Les écologistes ne peuvent que regretter que, malgré les propositions alternatives faites notamment pour mieux cibler les aides aux entreprises et éviter les effets d’aubaine, malgré la qualité des échanges et du travail parlementaire qui a prévalu au sein de la majorité, le Parlement, lorsqu’il a proposé des inflexions crédibles, se soit vu opposer si souvent la réserve des votes.

 

Certes, le budget comporte des éléments positifs, notamment la mesure de bas de barème sur l’impôt sur le revenu qui va dans le bon sens : elle bénéficiera à des ménages aux revenus modestes, pour un montant de 3,2 milliards d’euros.

 

Le budget de l’Education augmentera de 1,5 milliards d’euros et permettra la création de 10550 postes conformément aux engagements de notre majorité.

 

Certes, ce budget prévoit des mesures d’économies utiles : ces économies permettront une meilleure gestion des deniers publics, et ce malgré la démagogie de la droite qui propose 130 milliards de coupes dans les dépenses publiques tout en adoptant une posture d’opposition systématique, dès que la moindre mesure d’économie est proposée.

 

Ainsi, le budget de la défense baissera d’1,5 milliards avec la suppression de 7500 postes (ce qui amène à 54000 postes supprimés depuis 2008), ce qui apporte la démonstration que des choix budgétaires plus marqués sont possibles.

 

Mais force est de constater que cette première lecture à l’Assemblée n’a pas permis de rétablir des équilibres essentiels aux yeux des écologistes : des coupes budgétaires affectent des budgets et des politiques publiques essentiels à la cohésion de notre société.
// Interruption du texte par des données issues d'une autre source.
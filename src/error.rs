use core::fmt;

/// Result codes of the controller API.
///
/// `Timeout`, `Cancelled` and `BusDown` are the three ways a blocking call can end without
/// data, and stay distinct so callers can branch on the cause.
#[derive(Debug, Clone, Copy, PartialEq, Eq)]
#[cfg_attr(feature = "defmt", derive(defmt::Format))]
pub enum Error {
    AlreadyInited,
    NotInited,
    NotUp,
    CapacityExceeded,
    NotFound,
    Timeout,
    Cancelled,
    BusDown,
    WouldBlock,
    DeviceError,
}

pub type Result<T> = core::result::Result<T, Error>;

impl fmt::Display for Error {
    fn fmt(&self, f: &mut fmt::Formatter) -> fmt::Result {
        let text = match self {
            Error::AlreadyInited => "Controller is already initialized",
            Error::NotInited => "Controller is not initialized",
            Error::NotUp => "Controller is not up",
            Error::CapacityExceeded => "Filter bank is full",
            Error::NotFound => "No such filter or no queue bound to it",
            Error::Timeout => "Timed out",
            Error::Cancelled => "Filter was removed while waiting",
            Error::BusDown => "Controller went down while waiting",
            Error::WouldBlock => "Operation would block",
            Error::DeviceError => "Peripheral driver rejected the operation",
        };

        f.write_str(text)
    }
}

#[cfg(feature = "std")]
impl std::error::Error for Error {}
/// Bitrates (bit/s) every CAN transceiver is expected to support.
pub static STANDARD_BITRATES: &[u32] = &[
    1_000_000, 800_000, 500_000, 250_000, 125_000, 100_000, 50_000, 20_000, 10_000,
];

/// Identity and bus settings of one controller.
#[derive(Debug, Clone, Copy, PartialEq, Eq)]
#[cfg_attr(feature = "defmt", derive(defmt::Format))]
pub struct Config {
    /// Stable device index, used to look the controller up in a `DeviceTable`.
    pub index: u32,
    /// Nominal bitrate in bit/s, passed to the driver on activation.
    pub bitrate: u32,
    pub name: &'static str,
}

impl Config {
    pub const fn new(index: u32, bitrate: u32) -> Self {
        Config {
            index,
            bitrate,
            name: "can",
        }
    }

    pub const fn with_name(mut self, name: &'static str) -> Self {
        self.name = name;
        self
    }

    pub fn is_standard_bitrate(&self) -> bool {
        STANDARD_BITRATES.contains(&self.bitrate)
    }
}
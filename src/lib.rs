//! # canctl
//!
//! A hardware-agnostic CAN controller layer for RTOS targets. A peripheral driver is wrapped in
//! a [`Controller`] that offers the device lifecycle (`init`, `up`, `down`, `deinit`),
//! per-identifier filters, and blocking or interrupt-safe send and receive.
//!
//! Received frames are matched against every registered [`Filter`] in registration order. Each
//! match is delivered to the filter's target: a [`Callback`] run directly in interrupt context,
//! an [`RxQueue`] a task blocks on, or both (callback first, the queue gets what the callback
//! does not consume).
//!
//! Blocking calls take a timeout in scheduler [`Ticks`] and suspend on the [`Semaphore`] of the
//! [`Kernel`] port. With the `std` feature, [`std_kernel::StdKernel`] maps tasks to threads.
#![cfg_attr(not(feature = "std"), no_std)]

// This mod MUST go first, so that the others see its macros.
pub(crate) mod fmt;

pub mod config;
pub mod controller;
pub mod device;
pub mod dispatcher;
pub mod driver;
pub mod error;
pub mod filter;
pub mod kernel;
pub mod message;
pub mod queue;
pub mod registry;
#[cfg(feature = "std")]
pub mod std_kernel;

pub use config::Config;
pub use controller::{Controller, State, Stats};
pub use device::DeviceTable;
pub use dispatcher::{Bus, Callback, DeliveryTarget};
pub use driver::{Driver, IrqHandler};
pub use error::{Error, Result};
pub use filter::Filter;
pub use kernel::{Kernel, Semaphore, Ticks, MAX_DELAY};
pub use message::Message;
pub use queue::{OverflowPolicy, RxQueue, RxSink};
pub use registry::{FilterId, FilterRegistry};

pub use embedded_can::{ExtendedId, Frame, Id, StandardId};
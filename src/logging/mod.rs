//! Logging and observability
//!
//! Structured logging through `tracing`:
//! - Configurable log levels
//! - Console output
//! - Optional JSON file logging with rotation
//!
//! # Example
//!
//! ```no_run
//! use sales_etl::logging::init_logging;
//! use sales_etl::config::LoggingConfig;
//!
//! let config = LoggingConfig::default();
//! let _guard = init_logging("info", &config).expect("Failed to initialize logging");
//!
//! tracing::info!("Application started");
//! ```

pub mod structured;

pub use structured::{init_logging, LoggingGuard};

/// Log the records a source contributed to the run
///
/// # Example
///
/// ```no_run
/// use sales_etl::log_source_extracted;
///
/// log_source_extracted!("legacy-json", 120);
/// ```
#[macro_export]
macro_rules! log_source_extracted {
    ($source:expr, $count:expr) => {
        tracing::info!(
            source = %$source,
            count = $count,
            "Source extracted records"
        );
    };
}

/// Log a completed dimension load
///
/// # Example
///
/// ```no_run
/// use sales_etl::log_dimension_loaded;
/// use sales_etl::domain::Dimension;
///
/// log_dimension_loaded!(Dimension::Customer, 42, 42);
/// ```
#[macro_export]
macro_rules! log_dimension_loaded {
    ($dimension:expr, $records:expr, $written:expr) => {
        tracing::info!(
            dimension = %$dimension,
            records = $records,
            written = $written,
            "Dimension loaded"
        );
    };
}

/// Log an error with context
///
/// # Example
///
/// ```no_run
/// use sales_etl::log_error_with_context;
/// use sales_etl::domain::EtlError;
///
/// let error = EtlError::Configuration("Invalid config".to_string());
/// log_error_with_context!(&error, "Failed to load configuration");
/// ```
#[macro_export]
macro_rules! log_error_with_context {
    ($error:expr, $context:expr) => {
        tracing::error!(
            error = %$error,
            detail = ?$error,
            context = $context,
            "Error occurred"
        );
    };
}
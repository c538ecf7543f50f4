//! PostgreSQL dimension loader
//!
//! One warehouse instance serves all three dimensions. Each load upserts its
//! records inside a single transaction.

use crate::adapters::postgresql::client::PostgreSQLClient;
use crate::adapters::postgresql::models::DimensionRow;
use crate::adapters::warehouse::traits::DimensionLoader;
use crate::domain::{Dimension, Result, WarehouseError};
use async_trait::async_trait;
use std::sync::Arc;

/// PostgreSQL-backed warehouse implementing [`DimensionLoader`] for every dimension row type
pub struct PostgresWarehouse {
    client: Arc<PostgreSQLClient>,
    dry_run: bool,
}

impl PostgresWarehouse {
    /// Create a new warehouse loader
    pub fn new(client: Arc<PostgreSQLClient>, dry_run: bool) -> Self {
        Self { client, dry_run }
    }

    async fn upsert<R: DimensionRow>(&self, records: &[R]) -> Result<usize> {
        let dimension = R::DIMENSION;

        if self.dry_run {
            tracing::info!(
                dimension = %dimension,
                count = records.len(),
                "DRY RUN: Would upsert {} rows into {}",
                records.len(),
                dimension.table_name()
            );
            return Ok(records.len());
        }

        if records.is_empty() {
            return Ok(0);
        }

        let mut connection = self.client.get_connection().await?;
        let transaction = connection
            .transaction()
            .await
            .map_err(|e| load_failed(dimension, e))?;

        transaction
            .batch_execute(&self.client.statement_timeout_sql())
            .await
            .map_err(|e| load_failed(dimension, e))?;

        let statement = transaction
            .prepare_cached(R::UPSERT_SQL)
            .await
            .map_err(|e| load_failed(dimension, e))?;

        let mut written = 0usize;
        for record in records {
            let rows = transaction
                .execute(&statement, &record.params())
                .await
                .map_err(|e| load_failed(dimension, e))?;
            written += rows as usize;
        }

        transaction
            .commit()
            .await
            .map_err(|e| load_failed(dimension, e))?;

        tracing::debug!(
            dimension = %dimension,
            table = dimension.table_name(),
            written,
            "Dimension upsert committed"
        );

        Ok(written)
    }
}

#[async_trait]
impl<R> DimensionLoader<R> for PostgresWarehouse
where
    R: DimensionRow + 'static,
{
    async fn load(&self, records: &[R]) -> Result<usize> {
        self.upsert(records).await
    }
}

fn load_failed(dimension: Dimension, err: tokio_postgres::Error) -> WarehouseError {
    WarehouseError::LoadFailed {
        dimension,
        message: err.to_string(),
    }
}

#[cfg(test)]
mod tests {
    use super::*;
    use crate::config::schema::PostgreSQLConfig;
    use crate::config::secret_string;
    use crate::domain::{CustomerRecord, OrderRecord};
    use chrono::NaiveDate;

    fn warehouse(dry_run: bool) -> PostgresWarehouse {
        // Nothing listens on port 1; any real query would fail.
        let client = PostgreSQLClient::new(PostgreSQLConfig {
            connection_string: secret_string("postgresql://etl:pw@127.0.0.1:1/dw".to_string()),
            max_connections: 1,
            connection_timeout_seconds: 1,
            statement_timeout_seconds: 5,
        })
        .unwrap();
        PostgresWarehouse::new(Arc::new(client), dry_run)
    }

    #[tokio::test]
    async fn test_dry_run_reports_without_connecting() {
        let warehouse = warehouse(true);
        let customers = vec![CustomerRecord {
            customer_id: 1,
            first_name: "Ana".to_string(),
            last_name: "Lopez".to_string(),
            email: "ana@example.com".to_string(),
            phone: None,
            city: None,
            country: None,
        }];

        let written = DimensionLoader::<CustomerRecord>::load(&warehouse, &customers)
            .await
            .unwrap();
        assert_eq!(written, 1);
    }

    #[tokio::test]
    async fn test_empty_load_skips_connection() {
        let warehouse = warehouse(false);
        let orders: Vec<OrderRecord> = Vec::new();

        let written = DimensionLoader::<OrderRecord>::load(&warehouse, &orders)
            .await
            .unwrap();
        assert_eq!(written, 0);
    }

    #[tokio::test]
    async fn test_unreachable_database_is_warehouse_error() {
        let warehouse = warehouse(false);
        let orders = vec![OrderRecord {
            order_id: 1,
            customer_id: 1,
            order_date: NaiveDate::from_ymd_opt(2024, 1, 1).unwrap(),
            status: "Pending".to_string(),
        }];

        let err = DimensionLoader::<OrderRecord>::load(&warehouse, &orders)
            .await
            .unwrap_err();
        assert!(matches!(err, crate::domain::EtlError::Warehouse(_)));
    }
}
Ce sera notamment le cas des dotations d’investissement aux collectivités territoriales, qui sont réduites  de 9 % soit 3,5 mds euros.

 

Le budget de l’écologie ressort également en baisse de 6 %, soit 481 millions d’euros de coupes budgétaires. L’augmentation concommitante du budget de l’Agence Française des Infrastructures de transports permet une simple stabilisation des moyens, là où les priorités devraient imposer des investissements d’avenir significatifs. Il s’agit là  notamment des conséquences financières d’une gestion chaotique du dossier de la taxe Poids Lourds qui a amené à son abandon, chaos dont les responsabilités sont partagées à droite comme à gauche.

 

Si la suppression (pour 4 centimes par litre de Gasoil) de l’exonération fiscale des entreprises de transports est une bonne chose, les écologistes ne peuvent que regretter que la proposition de baisser de 2 centimes la taxation de l’essence pour les particuliers n’ait pas été retenue : nous avions là l’occasion  de démontrer que la fiscalité écologique n’est pas punitive, mais bien incitative, et qu’à des hausses sur des comportements néfastes pour l’environnement peuvent correspondre des incitations à des comportements plus vertueux.

 

Sans changement de cap dans la politique économique menée, et parce que l’écologie ne figure pas parmi les priorités budgétaires, le groupe écologiste s’est très majoritairement abstenu sur le texte.